20 июля 1949, Переделкино
Дорогой Саша! «Искусство» выпустило мои шекспировские переводы в очень хорошем издании (но очень небольшим тиражом). Ты способствовал их выпуску. Спасибо тебе. Подобные факты вводят в заблуждение доброжелателей. Многие думают, что я разбогател. Но это издание, так же как и появившийся зимой в Гослитиздате «Кор<оль> Генрих IV», затянулось на четыре года. Деньги по этим работам давным-давно проедены. Мало того. Часть изданий, предположенных и оплаченных в свое время в качестве первых, вследствие запоздания стали вторыми и мне по ним приходится возвращать долги и платить неустойки. Так, «Новому миру» я должен 7000, «Советскому писателю» — 3500, 3000 — в Детгиз. Больше 5000 из этих денег я уже вернул. <…>
Нерадостно, конечно, что на жизнь мне приходится выколачивать всё новыми текущими работами. Теперь мне важно именно их получить и во всей спешности. Вот и всё.
Ты знаешь, я было написал тебе много чего другого, потому что ничего нет легче для меня, чем говорить с тобою (почти только с тобою) искренне, с любовью и уважением, но с годами занятие такое всё нелепее и бесцельнее.
Вместо этого, скажу тебе только вот что. За пределами России людей, выучившихся по-русски, стало за последнее время во сто раз больше, чем было в начале века, и в международном значении русский язык, оттеснив немецкий и французский, разделил первое место с английским. Это сделала, конечно, наша революция самым общим своим смыслом, самым первоначальным; это сделала недавняя победа русского оружия; но это сделала и русская литература и необязательно улица Горького и площадь Маяковского, а в первую голову дурачок Достоевский. И в какой-то доле, где-то между Блоком и Есениным, и тобою, и еще кем-нибудь, этому способствовал, как это мне самому ни кажется непредставимым, потрясающим и незаслуженно-невероятным, — и я.
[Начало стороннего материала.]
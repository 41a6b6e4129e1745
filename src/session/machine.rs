//! Session state machine
//!
//! [`SessionMachine`] owns every piece of mutable session state and performs
//! no I/O. Each entry point validates the call against the current state,
//! mutates, and returns an [`Outbox`] describing what the caller has to do:
//! events to publish, lines to write to the turn's stdin, whether to close
//! stdin or kill the process, and what to do with the watchdog.
//!
//! Process-side inputs ([`dispatch`], [`process_exited`], ...) are tagged
//! with the [`TurnId`] they came from. Inputs from a turn that is no longer
//! in flight are ignored, which makes late lines and late exits harmless.
//!
//! [`dispatch`]: SessionMachine::dispatch
//! [`process_exited`]: SessionMachine::process_exited

use std::io;
use std::time::Duration;

use chrono::Utc;

use crate::control::protocol::{self, OutgoingMessage};
use crate::error::{ClaudeError, Result};
use crate::types::events::{DiagnosticLevel, SessionEvent, TurnSummary};
use crate::types::identifiers::SessionId;
use crate::types::messages::{
    AssistantMessage, ControlRequestBody, ControlRequestMessage, Delta, Message, ResultMessage,
    StreamEvent, SystemMessage,
};
use crate::types::permissions::{DEFAULT_DENY_MESSAGE, PendingPermission};
use crate::types::state::{SessionState, SessionStats};

use super::stream::StreamBuffers;
use super::turn::{TurnId, TurnPlan};

/// What to do with the inactivity watchdog
#[derive(Debug, Clone, Copy, PartialEq, Eq)]
pub enum WatchdogCommand {
    /// Arm a fresh countdown
    Start,
    /// Push the running countdown forward
    Reset,
    /// Disarm
    Stop,
}

/// Side effects requested by a state machine step
#[derive(Debug, Default)]
pub struct Outbox {
    /// Notifications, in order
    pub events: Vec<SessionEvent>,
    /// Encoded lines for the in-flight turn's stdin, in order
    pub writes: Vec<String>,
    /// Close the turn's stdin so the process can exit
    pub close_input: bool,
    /// Kill the turn's process
    pub kill: bool,
    /// Watchdog action; later steps override earlier ones
    pub watchdog: Option<WatchdogCommand>,
}

impl Outbox {
    fn event(&mut self, event: SessionEvent) {
        self.events.push(event);
    }

    fn diagnostic(&mut self, level: DiagnosticLevel, message: impl Into<String>) {
        self.events.push(SessionEvent::diagnostic(level, message));
    }

    /// Whether the step requested nothing at all
    #[must_use]
    pub fn is_empty(&self) -> bool {
        self.events.is_empty()
            && self.writes.is_empty()
            && !self.close_input
            && !self.kill
            && self.watchdog.is_none()
    }
}

/// Sans-IO session controller
#[derive(Debug, Default)]
pub struct SessionMachine {
    state: SessionState,
    dangerous: bool,
    pending: Option<PendingPermission>,
    session_id: Option<SessionId>,
    model: Option<String>,
    permission_mode: Option<String>,
    stats: SessionStats,
    last_error: Option<String>,
    stream: StreamBuffers,
    next_turn: u64,
    launching: Option<TurnId>,
    active_turn: Option<TurnId>,
}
Вот источник патриотических моих ощущений, более простых и прирожденных, чем патриотичен кое половодье чувств на улице Воровского в дни проработок. А страх быть слопанным никогда не заменял мне логики и не управлял моими мозгами. Народу слопано так неисчислимо много, что готовность быть слопанным, как допущение, никогда меня не оставляет.
Глупо, между прочим, что молодому лауреату Лутохину поручают измерять мое «величие» своими собственными размерами. Это нечестно потому, что из нас двоих признанно велик только он, лауреат, а я, как известно, никогда не притязал на такие объемы. Какое неуместное ехидство! Или я еще недостаточно глух и, по собственному желанию, неведом и незаметен?